With close ratio gears, a bike becomes much faster - both in acceleration and top speed. Much higher overall gearing can be used. What slows a bike with normal gearing is the gap between the gears and the inertia of the crank - once you have the heavy crank spinning, you can use it to get a boost on every up-change, as long as you keep it spinning high, and make it pull.
 
The gear clusters in many Norton gear boxes are interchangeable. A low first gear and the other three high and close, might be better than standard ratios. On a race track when all gears are close and high, I never go below second gear. With a road bike, I would not go down to first gear when stopping. I would change into first gear when stationary. If second gear is a bit high, I would just rev the motor higher in first gear. Once the bike is rolling, only the top three gears matter.
If you go to a race track on a practice day, you will often see guys with their rear wheels hopping as they approach corners. It should never happen - they probably wonder why they crash.

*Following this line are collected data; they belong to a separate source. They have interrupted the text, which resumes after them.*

//! Change classification and store reconciliation.
//!
//! Walks the flattened tests in order, matches each one against the records
//! of the namespace, and issues the minimal set of store writes: create for
//! unknown tests, update for changed ones, archive for records no test
//! claimed. Writes are strictly sequential; first match wins.

use std::collections::{BTreeMap, HashSet};
use std::sync::Arc;

use serde::{Deserialize, Serialize};
use testsync_state::{
    KnownRecord, PersonRef, RecordId, RecordPatch, TestProperties, TestStatus, TestStore,
};
use tracing::info;

use crate::error::Result;
use crate::flatten::TestRecord;
use crate::matching::match_known;

/// A user-visible change produced by one run, keyed by task id in [`Changes`].
#[derive(Debug, Clone, PartialEq, Eq, Serialize, Deserialize)]
#[serde(rename_all = "camelCase")]
pub struct ChangeEntry {
    /// Task id
    pub id: String,
    pub path: Vec<String>,
    pub status: TestStatus,
    pub page_id: RecordId,
    pub page_url: String,
    pub priority: Option<String>,
    pub assigned: Vec<PersonRef>,
    pub active: bool,
    pub is_new_test: bool,
}

/// Task id → change.
pub type Changes = BTreeMap<String, ChangeEntry>;

/// Per-run write statistics. Lists hold record URLs.
#[derive(Debug, Clone, Default, PartialEq, Eq, Serialize, Deserialize)]
pub struct ReconcileStats {
    pub kept: usize,
    pub created: Vec<String>,
    pub updated: Vec<String>,
    pub archived: Vec<String>,
}

impl ReconcileStats {
    /// Number of store writes the run issued.
    pub fn writes(&self) -> usize {
        self.created.len() + self.updated.len() + self.archived.len()
    }
}

impl std::fmt::Display for ReconcileStats {
    fn fmt(&self, f: &mut std::fmt::Formatter<'_>) -> std::fmt::Result {
        writeln!(f, "  {} kept", self.kept)?;
        for (label, urls) in [
            ("created", &self.created),
            ("updated", &self.updated),
            ("archived", &self.archived),
        ] {
            writeln!(f, "  {} {}", urls.len(), label)?;
            for url in urls {
                writeln!(f, "    - {url}")?;
            }
        }
        Ok(())
    }
}

#[derive(Debug, Clone, Default, PartialEq, Eq, Serialize, Deserialize)]
pub struct ReconcileOutcome {
    pub changes: Changes,
    pub stats: ReconcileStats,
}

/// Active flag a record should carry after this run.
///
/// Leaving PASS/FAIL deactivates; entering PASS/FAIL from anything else (or
/// from nothing) activates; moving between PASS and FAIL keeps the flag.
pub fn new_active(
    new_status: TestStatus,
    old_status: Option<TestStatus>,
    old_active: Option<bool>,
) -> bool {
    if !new_status.is_pass_or_fail() {
        return false;
    }
    match old_status {
        Some(old) if old.is_pass_or_fail() => old_active.unwrap_or(false),
        _ => true,
    }
}

fn change_entry(
    test: &TestRecord,
    record: &KnownRecord,
    new_active: bool,
    is_new_test: bool,
) -> ChangeEntry {
    ChangeEntry {
        id: test.id.clone(),
        path: test.path.clone(),
        status: test.status,
        page_id: record.id.clone(),
        page_url: record.url.clone(),
        priority: record.priority.clone(),
        assigned: record.assigned.clone(),
        active: record.properties.active || new_active,
        is_new_test,
    }
}

/// Reconciles one run's tests against the records of one namespace.
pub struct Reconciler {
    store: Arc<dyn TestStore>,
    namespace: String,
}

impl Reconciler {
    pub fn new(store: Arc<dyn TestStore>, namespace: impl Into<String>) -> Self {
        Self {
            store,
            namespace: namespace.into(),
        }
    }

    fn prospective(&self, test: &TestRecord, active: bool) -> TestProperties {
        TestProperties {
            title: test.title.clone(),
            project: self.namespace.clone(),
            tag: test.tag.clone(),
            file_name: test.file_name.clone(),
            status: Some(test.status),
            archived: false,
            active,
            icon: Some(test.status.icon().to_string()),
        }
    }

    /// Sync `tests` into the store and return the changes worth reporting.
    pub async fn reconcile(&self, tests: &[TestRecord]) -> Result<ReconcileOutcome> {
        let candidates = self.store.query(&self.namespace).await?;
        info!(
            namespace = %self.namespace,
            tests = tests.len(),
            known = candidates.len(),
            "Reconciling test records"
        );

        let mut claimed: HashSet<RecordId> = HashSet::new();
        let mut outcome = ReconcileOutcome::default();

        for test in tests {
            let matched = match_known(test, &candidates, &claimed).record;

            let Some(page) = matched else {
                let active = new_active(test.status, None, None);
                info!(title = %test.title, "Creating record");
                let created = self.store.create(&self.prospective(test, active)).await?;

                outcome
                    .changes
                    .insert(test.id.clone(), change_entry(test, &created, active, true));
                claimed.insert(created.id.clone());
                outcome.stats.created.push(created.url);
                continue;
            };

            claimed.insert(page.id.clone());

            let active = new_active(
                test.status,
                page.properties.status,
                Some(page.properties.active),
            );
            let props = self.prospective(test, active);

            if page.properties == props {
                outcome.stats.kept += 1;
                continue;
            }

            info!(title = %test.title, "Updating record");
            self.store.update(&page.id, &RecordPatch::from(&props)).await?;
            outcome.stats.updated.push(page.url.clone());

            let change = change_entry(test, page, active, false);
            if change.active {
                outcome.changes.insert(test.id.clone(), change);
            }
        }

        for page in &candidates {
            if claimed.contains(&page.id) || page.properties.archived {
                continue;
            }
            info!(title = %page.properties.title, "Archiving record");
            self.store.update(&page.id, &RecordPatch::archive()).await?;
            outcome.stats.archived.push(page.url.clone());
        }

        info!("Store updated:\n{}", outcome.stats);
        Ok(outcome)
    }
}
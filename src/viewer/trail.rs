//! particle drop: throttled position samples for the map trail
//!
//! a position is dropped when it is the first one, or when BOTH at least
//! `min_interval_ms` passed and it moved at least `min_distance_m` since the
//! last drop. dropped particles expire after `ttl_ms`.

use std::collections::VecDeque;

use serde::{Deserialize, Serialize};

use crate::geo::{haversine_m, GeoPoint};

#[derive(Clone, Debug, PartialEq, Serialize, Deserialize)]
#[serde(default)]
pub struct TrailPolicy {
    pub min_interval_ms: i64,
    pub min_distance_m: f64,
    pub ttl_ms: i64,
}

impl Default for TrailPolicy {
    fn default() -> Self {
        Self { min_interval_ms: 5_000, min_distance_m: 5.0, ttl_ms: 120_000 }
    }
}

#[derive(Clone, Debug)]
pub struct ParticleSampler {
    min_interval_ms: i64,
    min_distance_m: f64,
    last_drop: Option<(i64, GeoPoint)>,
}

impl ParticleSampler {
    pub fn new(policy: &TrailPolicy) -> Self {
        Self {
            min_interval_ms: policy.min_interval_ms,
            min_distance_m: policy.min_distance_m,
            last_drop: None,
        }
    }

    /// true when `point` should be dropped; updates the gate state if so
    pub fn offer(&mut self, point: GeoPoint, now_ms: i64) -> bool {
        let drop = match self.last_drop {
            None => true,
            Some((at, last)) => {
                now_ms - at >= self.min_interval_ms && haversine_m(last, point) >= self.min_distance_m
            }
        };
        if drop {
            self.last_drop = Some((now_ms, point));
        }
        drop
    }
}

#[derive(Clone, Debug, PartialEq, Serialize)]
pub struct Particle {
    pub position: GeoPoint,
    pub pm25: f64,
    pub dropped_at: i64,
    pub expires_at: i64,
}

/// sampler plus the live particles it produced
#[derive(Clone, Debug)]
pub struct ParticleTrail {
    sampler: ParticleSampler,
    ttl_ms: i64,
    particles: VecDeque<Particle>,
}

impl ParticleTrail {
    pub fn new(policy: &TrailPolicy) -> Self {
        Self {
            sampler: ParticleSampler::new(policy),
            ttl_ms: policy.ttl_ms,
            particles: VecDeque::new(),
        }
    }

    /// offer a position; returns true when a particle was dropped
    pub fn record(&mut self, position: GeoPoint, pm25: f64, now_ms: i64) -> bool {
        if !self.sampler.offer(position, now_ms) {
            return false;
        }
        self.particles.push_back(Particle {
            position,
            pm25,
            dropped_at: now_ms,
            expires_at: now_ms + self.ttl_ms,
        });
        true
    }

    /// discard expired particles, returns how many were removed
    pub fn prune(&mut self, now_ms: i64) -> usize {
        let before = self.particles.len();
        // drop order == expiry order, so expired ones are always at the front
        while self.particles.front().is_some_and(|p| p.expires_at <= now_ms) {
            self.particles.pop_front();
        }
        before - self.particles.len()
    }

    pub fn particles(&self) -> impl Iterator<Item = &Particle> {
        self.particles.iter()
    }

    pub fn len(&self) -> usize {
        self.particles.len()
    }

    pub fn is_empty(&self) -> bool {
        self.particles.is_empty()
    }
}
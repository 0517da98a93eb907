//! ==============================================================================
//! producer.rs - simulated sensor node and mobile gps tracker
//! ==============================================================================
//!
//! purpose:
//!     stand-ins for the esp32 node and the phone tracker so a relay can be
//!     demoed without hardware. both push to the relay over http.
//!
//!     - node:   fixed position, POST /data with the full node schema
//!     - mobile: walks a 150 m loop around the start coordinate, POST /data
//!               with kind:"mobile" and an epoch-seconds timestamp
//!
//! readings follow a deterministic wave so runs are reproducible.
//!
//! ==============================================================================

use std::time::Duration;

use serde_json::{json, Value};
use tokio::time::MissedTickBehavior;

use crate::client::RelayClient;
use crate::config::RelayConfig;
use crate::error::TrackerError;
use crate::geo::GeoPoint;

const LOOP_RADIUS_M: f64 = 150.0;

/// synthetic pm2.5/pm10 pair for tick `n`, one decimal
pub fn synthetic_levels(n: u64) -> (f64, f64) {
    let t = n as f64;
    let pm25 = 18.0 + 14.0 * (t * 0.15).sin() + 6.0 * (t * 0.9).sin();
    let pm25 = (pm25.max(0.5) * 10.0).round() / 10.0;
    let pm10 = ((pm25 * 1.6 + 4.0) * 10.0).round() / 10.0;
    (pm25, pm10)
}

pub fn node_payload(node_id: &str, position: GeoPoint, n: u64, now_ms: i64) -> Value {
    let (pm25, pm10) = synthetic_levels(n);
    json!({
        "node": node_id,
        "pm25": pm25,
        "pm10": pm10,
        "lat": position.lat,
        "lon": position.lon,
        "timestamp": now_ms,
    })
}

pub fn mobile_payload(device_id: &str, position: GeoPoint, n: u64, now_ms: i64) -> Value {
    let (pm25, _) = synthetic_levels(n);
    json!({
        "kind": "mobile",
        "node": device_id,
        "pm25": pm25,
        "lat": position.lat,
        "lon": position.lon,
        "timestamp": now_ms / 1000,
    })
}

/// simulated fix for tick `n`; fails like a phone without a usable gps signal
pub fn tracker_position(start: GeoPoint, n: u64) -> Result<GeoPoint, TrackerError> {
    let valid = start.lat.is_finite()
        && start.lon.is_finite()
        && (-90.0..=90.0).contains(&start.lat)
        && (-180.0..=180.0).contains(&start.lon);
    if !valid {
        return Err(TrackerError::Geolocation(format!(
            "no fix available near ({}, {})",
            start.lat, start.lon
        )));
    }
    let theta = n as f64 * 0.05;
    Ok(start.offset_m(LOOP_RADIUS_M * theta.cos(), LOOP_RADIUS_M * theta.sin()))
}

fn ticker(config: &RelayConfig) -> tokio::time::Interval {
    let mut ticker = tokio::time::interval(Duration::from_secs(config.client.interval_seconds.max(1)));
    ticker.set_missed_tick_behavior(MissedTickBehavior::Delay);
    ticker
}

/// fixed node loop; runs until the process stops
pub async fn run_node(config: &RelayConfig) -> anyhow::Result<()> {
    let client = RelayClient::new(&config.client.relay_url)?;
    let position = GeoPoint::new(config.client.start_lat, config.client.start_lon);
    let mut ticker = ticker(config);
    tracing::info!(node = %config.client.node_id, url = %client.data_url(), "simulated node started");

    for n in 0u64.. {
        ticker.tick().await;
        let body = node_payload(&config.client.node_id, position, n, chrono::Utc::now().timestamp_millis());
        match client.submit(&body).await {
            Ok(()) if config.logging.show_readings => {
                tracing::info!(pm25 = %body["pm25"], pm10 = %body["pm10"], "reading posted")
            }
            Ok(()) => tracing::debug!("reading posted"),
            Err(e) => tracing::warn!(error = %e, "post failed, retrying next tick"),
        }
    }
    Ok(())
}

/// mobile tracking session; ends with Geolocation when no fix can be obtained
pub async fn run_mobile(config: &RelayConfig) -> Result<(), TrackerError> {
    let client = RelayClient::new(&config.client.relay_url)?;
    let start = GeoPoint::new(config.client.start_lat, config.client.start_lon);
    let mut ticker = ticker(config);
    tracing::info!(device = %config.client.node_id, "mobile tracking started");

    for n in 0u64.. {
        ticker.tick().await;
        let position = tracker_position(start, n)?;
        let body = mobile_payload(&config.client.node_id, position, n, chrono::Utc::now().timestamp_millis());
        match client.submit(&body).await {
            Ok(()) => tracing::debug!(lat = position.lat, lon = position.lon, "location posted"),
            Err(e) => tracing::warn!(error = %e, "location update failed, retrying next tick"),
        }
    }
    Ok(())
}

I have another set of laydown box innards, but the 2nd gears are different 4 dogs vs 3 etc. I have piles of Dollshead stuff, but that doesn’t do me any good. I’m not positive, but a normal pre 74 box is probably what I need? Just slogging around town. I had a MK11 cam in the thing, but swapped it out for a MK1 thinking it might make it slightly easier to kick start. I’m biodegrading at an alarming rate so I need all the help I can get. In the end I doubt if the cam made a difference. Aside from the difficulty actually kicking the thing over, the programmable ignition system is a PITA which is kind of a long story. It counts the # of degrees rotation regardless of which direction it’s going. If the engine rolls backwards from compression, the next kick is advanced enough to really hurt. Plus… initially it would only fire if you turned the kill switch off and then back on again, but it would only run for 3 seconds and die. You could do that all day long if you wanted to. I have a paddock starter made from a treadmill and I’d be screwed without it. Never would have found the problem…. would have just shoved the whole thing off a cliff. Anyway I got started on that tangent because I was going to say the Comet engine is gutless in its current form, so a standard box may be the way to go?
 
With close ratio gears, a bike becomes much faster - both in acceleration and top speed. Much higher overall gearing can be used. What slows a bike with normal gearing is the gap between the gears and the inertia of the crank - once you have the heavy crank spinning, you can use it to get a boost on every up-change, as long as you keep it spinning high, and make it pull.
I definitely hear what you are saying. If the motor had more grunt and there was a likelihood I would use it, I could be easily talked into installing the (rebuilt) orphan close ratio box that is languishing under the bench. I also have a 48 Manx box, but not really a fan of the shift linkage and would require new engine plates.